### Problem to solve
Go through the entries below and work out how many lines include "DateTime". Answer with the number only.

----

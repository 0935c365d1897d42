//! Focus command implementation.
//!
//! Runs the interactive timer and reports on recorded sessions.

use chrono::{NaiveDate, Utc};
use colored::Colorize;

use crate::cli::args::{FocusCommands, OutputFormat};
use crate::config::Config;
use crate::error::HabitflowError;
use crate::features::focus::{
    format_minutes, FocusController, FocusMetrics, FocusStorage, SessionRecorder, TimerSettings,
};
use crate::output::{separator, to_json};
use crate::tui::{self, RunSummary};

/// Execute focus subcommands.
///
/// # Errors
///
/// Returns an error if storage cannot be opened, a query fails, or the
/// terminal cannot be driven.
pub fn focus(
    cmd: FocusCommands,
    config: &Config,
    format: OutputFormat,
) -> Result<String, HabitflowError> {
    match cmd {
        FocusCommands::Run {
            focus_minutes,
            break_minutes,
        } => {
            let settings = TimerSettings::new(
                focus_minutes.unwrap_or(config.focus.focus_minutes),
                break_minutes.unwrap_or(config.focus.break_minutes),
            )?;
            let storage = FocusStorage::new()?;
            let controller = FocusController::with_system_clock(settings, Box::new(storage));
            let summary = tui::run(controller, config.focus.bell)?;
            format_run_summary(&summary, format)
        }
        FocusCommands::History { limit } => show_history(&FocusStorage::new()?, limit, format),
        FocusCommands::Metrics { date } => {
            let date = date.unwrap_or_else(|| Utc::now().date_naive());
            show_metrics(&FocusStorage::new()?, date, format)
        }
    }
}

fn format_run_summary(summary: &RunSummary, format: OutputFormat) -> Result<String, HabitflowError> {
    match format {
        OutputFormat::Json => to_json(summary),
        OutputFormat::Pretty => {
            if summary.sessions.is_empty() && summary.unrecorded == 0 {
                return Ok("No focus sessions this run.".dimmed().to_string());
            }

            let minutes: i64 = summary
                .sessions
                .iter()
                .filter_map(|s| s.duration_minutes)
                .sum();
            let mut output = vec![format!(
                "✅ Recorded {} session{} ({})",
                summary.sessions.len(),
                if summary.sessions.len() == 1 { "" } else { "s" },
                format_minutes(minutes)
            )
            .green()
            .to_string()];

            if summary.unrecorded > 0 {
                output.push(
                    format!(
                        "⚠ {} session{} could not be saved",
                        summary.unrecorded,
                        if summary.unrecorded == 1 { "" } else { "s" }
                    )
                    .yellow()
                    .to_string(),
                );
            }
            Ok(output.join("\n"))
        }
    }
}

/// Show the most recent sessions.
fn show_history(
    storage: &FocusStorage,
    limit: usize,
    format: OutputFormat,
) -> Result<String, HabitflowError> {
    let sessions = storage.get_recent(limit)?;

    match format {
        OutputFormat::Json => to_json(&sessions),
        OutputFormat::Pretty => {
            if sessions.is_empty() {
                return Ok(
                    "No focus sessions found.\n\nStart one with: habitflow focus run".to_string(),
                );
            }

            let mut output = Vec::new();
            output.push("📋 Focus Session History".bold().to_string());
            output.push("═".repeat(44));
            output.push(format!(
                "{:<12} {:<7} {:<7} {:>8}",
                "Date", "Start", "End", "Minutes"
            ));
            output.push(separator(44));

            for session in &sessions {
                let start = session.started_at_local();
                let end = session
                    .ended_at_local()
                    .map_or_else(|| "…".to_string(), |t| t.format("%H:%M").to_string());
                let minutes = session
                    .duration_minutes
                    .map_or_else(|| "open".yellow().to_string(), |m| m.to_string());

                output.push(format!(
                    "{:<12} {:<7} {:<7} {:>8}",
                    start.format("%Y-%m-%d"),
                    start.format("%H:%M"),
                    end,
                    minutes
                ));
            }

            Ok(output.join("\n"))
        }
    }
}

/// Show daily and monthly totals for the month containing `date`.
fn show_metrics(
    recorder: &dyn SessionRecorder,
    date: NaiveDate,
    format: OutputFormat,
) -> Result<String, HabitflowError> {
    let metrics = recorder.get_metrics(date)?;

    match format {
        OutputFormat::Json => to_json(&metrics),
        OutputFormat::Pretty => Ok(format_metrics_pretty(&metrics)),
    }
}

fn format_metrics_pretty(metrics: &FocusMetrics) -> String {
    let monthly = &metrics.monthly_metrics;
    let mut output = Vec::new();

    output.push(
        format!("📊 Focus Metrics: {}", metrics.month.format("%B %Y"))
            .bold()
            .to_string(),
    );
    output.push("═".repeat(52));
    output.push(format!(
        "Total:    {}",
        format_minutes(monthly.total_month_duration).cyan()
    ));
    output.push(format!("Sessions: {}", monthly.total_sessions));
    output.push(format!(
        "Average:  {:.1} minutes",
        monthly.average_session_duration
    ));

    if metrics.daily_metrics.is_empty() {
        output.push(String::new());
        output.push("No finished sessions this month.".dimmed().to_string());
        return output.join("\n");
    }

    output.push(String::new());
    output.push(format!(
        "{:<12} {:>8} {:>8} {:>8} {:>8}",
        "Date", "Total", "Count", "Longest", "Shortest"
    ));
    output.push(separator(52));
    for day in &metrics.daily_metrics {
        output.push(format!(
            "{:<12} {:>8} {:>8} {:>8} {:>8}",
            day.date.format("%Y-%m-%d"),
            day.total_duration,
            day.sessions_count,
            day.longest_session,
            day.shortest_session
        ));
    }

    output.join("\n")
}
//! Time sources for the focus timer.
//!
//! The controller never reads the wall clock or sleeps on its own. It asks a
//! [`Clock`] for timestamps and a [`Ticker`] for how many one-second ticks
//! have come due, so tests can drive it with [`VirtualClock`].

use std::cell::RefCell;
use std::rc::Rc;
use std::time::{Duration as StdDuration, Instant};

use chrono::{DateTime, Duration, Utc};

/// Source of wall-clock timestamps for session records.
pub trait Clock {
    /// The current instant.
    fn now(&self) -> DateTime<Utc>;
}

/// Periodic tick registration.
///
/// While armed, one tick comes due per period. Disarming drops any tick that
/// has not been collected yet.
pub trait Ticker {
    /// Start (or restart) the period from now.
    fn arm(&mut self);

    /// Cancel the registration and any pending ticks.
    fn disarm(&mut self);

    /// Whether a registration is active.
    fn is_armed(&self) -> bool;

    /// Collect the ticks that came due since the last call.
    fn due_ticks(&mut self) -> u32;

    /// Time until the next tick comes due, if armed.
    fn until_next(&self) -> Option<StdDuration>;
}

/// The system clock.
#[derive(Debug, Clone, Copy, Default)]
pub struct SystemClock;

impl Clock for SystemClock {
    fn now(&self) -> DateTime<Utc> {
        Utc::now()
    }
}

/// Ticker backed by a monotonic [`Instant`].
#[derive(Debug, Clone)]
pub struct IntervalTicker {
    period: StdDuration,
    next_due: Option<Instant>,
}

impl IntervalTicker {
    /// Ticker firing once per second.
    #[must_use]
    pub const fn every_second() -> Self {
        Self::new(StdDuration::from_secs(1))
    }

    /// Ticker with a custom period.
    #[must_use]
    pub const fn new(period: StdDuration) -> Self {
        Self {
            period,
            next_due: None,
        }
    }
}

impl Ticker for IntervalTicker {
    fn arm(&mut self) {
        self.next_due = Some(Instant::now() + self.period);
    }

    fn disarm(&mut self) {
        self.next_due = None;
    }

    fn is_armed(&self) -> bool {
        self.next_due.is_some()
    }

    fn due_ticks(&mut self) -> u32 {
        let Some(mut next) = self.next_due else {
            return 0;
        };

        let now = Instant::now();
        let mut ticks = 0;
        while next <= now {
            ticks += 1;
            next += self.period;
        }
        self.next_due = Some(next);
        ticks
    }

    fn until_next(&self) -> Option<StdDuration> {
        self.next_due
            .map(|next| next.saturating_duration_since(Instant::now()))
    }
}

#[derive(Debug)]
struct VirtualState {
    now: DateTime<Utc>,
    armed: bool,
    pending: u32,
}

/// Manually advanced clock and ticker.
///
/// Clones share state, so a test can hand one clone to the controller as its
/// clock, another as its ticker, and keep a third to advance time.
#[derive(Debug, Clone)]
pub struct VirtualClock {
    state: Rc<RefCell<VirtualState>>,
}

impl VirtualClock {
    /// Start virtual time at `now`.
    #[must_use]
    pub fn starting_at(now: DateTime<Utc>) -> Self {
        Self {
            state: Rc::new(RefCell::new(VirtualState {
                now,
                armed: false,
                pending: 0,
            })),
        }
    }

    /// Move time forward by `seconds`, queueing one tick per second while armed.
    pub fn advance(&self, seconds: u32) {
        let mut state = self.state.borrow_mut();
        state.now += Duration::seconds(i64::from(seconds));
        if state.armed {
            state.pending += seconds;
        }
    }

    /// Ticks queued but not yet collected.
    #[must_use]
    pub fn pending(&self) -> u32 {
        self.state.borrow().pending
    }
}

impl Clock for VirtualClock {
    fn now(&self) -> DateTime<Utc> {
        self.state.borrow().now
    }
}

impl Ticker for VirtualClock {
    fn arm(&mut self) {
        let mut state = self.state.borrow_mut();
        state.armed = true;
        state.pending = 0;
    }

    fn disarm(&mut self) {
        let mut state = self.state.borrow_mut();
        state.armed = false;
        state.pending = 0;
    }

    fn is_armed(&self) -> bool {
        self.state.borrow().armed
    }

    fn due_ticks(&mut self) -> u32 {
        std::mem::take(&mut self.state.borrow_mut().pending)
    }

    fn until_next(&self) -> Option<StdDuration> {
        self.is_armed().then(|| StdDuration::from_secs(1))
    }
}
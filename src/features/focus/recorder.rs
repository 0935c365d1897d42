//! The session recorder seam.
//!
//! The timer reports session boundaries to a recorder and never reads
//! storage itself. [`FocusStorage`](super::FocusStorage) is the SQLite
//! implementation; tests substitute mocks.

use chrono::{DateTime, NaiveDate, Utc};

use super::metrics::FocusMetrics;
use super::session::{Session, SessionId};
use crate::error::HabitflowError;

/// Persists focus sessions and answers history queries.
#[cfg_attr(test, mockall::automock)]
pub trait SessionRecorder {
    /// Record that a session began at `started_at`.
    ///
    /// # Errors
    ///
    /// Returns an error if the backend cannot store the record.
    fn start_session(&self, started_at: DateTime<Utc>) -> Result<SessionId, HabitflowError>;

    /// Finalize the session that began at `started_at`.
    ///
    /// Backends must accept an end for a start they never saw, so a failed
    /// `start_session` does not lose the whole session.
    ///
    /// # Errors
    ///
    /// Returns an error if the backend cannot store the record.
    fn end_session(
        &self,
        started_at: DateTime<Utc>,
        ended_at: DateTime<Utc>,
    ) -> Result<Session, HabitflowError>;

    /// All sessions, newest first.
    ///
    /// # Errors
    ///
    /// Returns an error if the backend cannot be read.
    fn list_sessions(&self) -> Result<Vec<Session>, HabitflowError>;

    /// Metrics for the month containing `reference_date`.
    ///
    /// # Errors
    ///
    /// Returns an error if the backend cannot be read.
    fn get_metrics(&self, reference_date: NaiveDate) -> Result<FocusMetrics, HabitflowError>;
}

----

### Finished task
10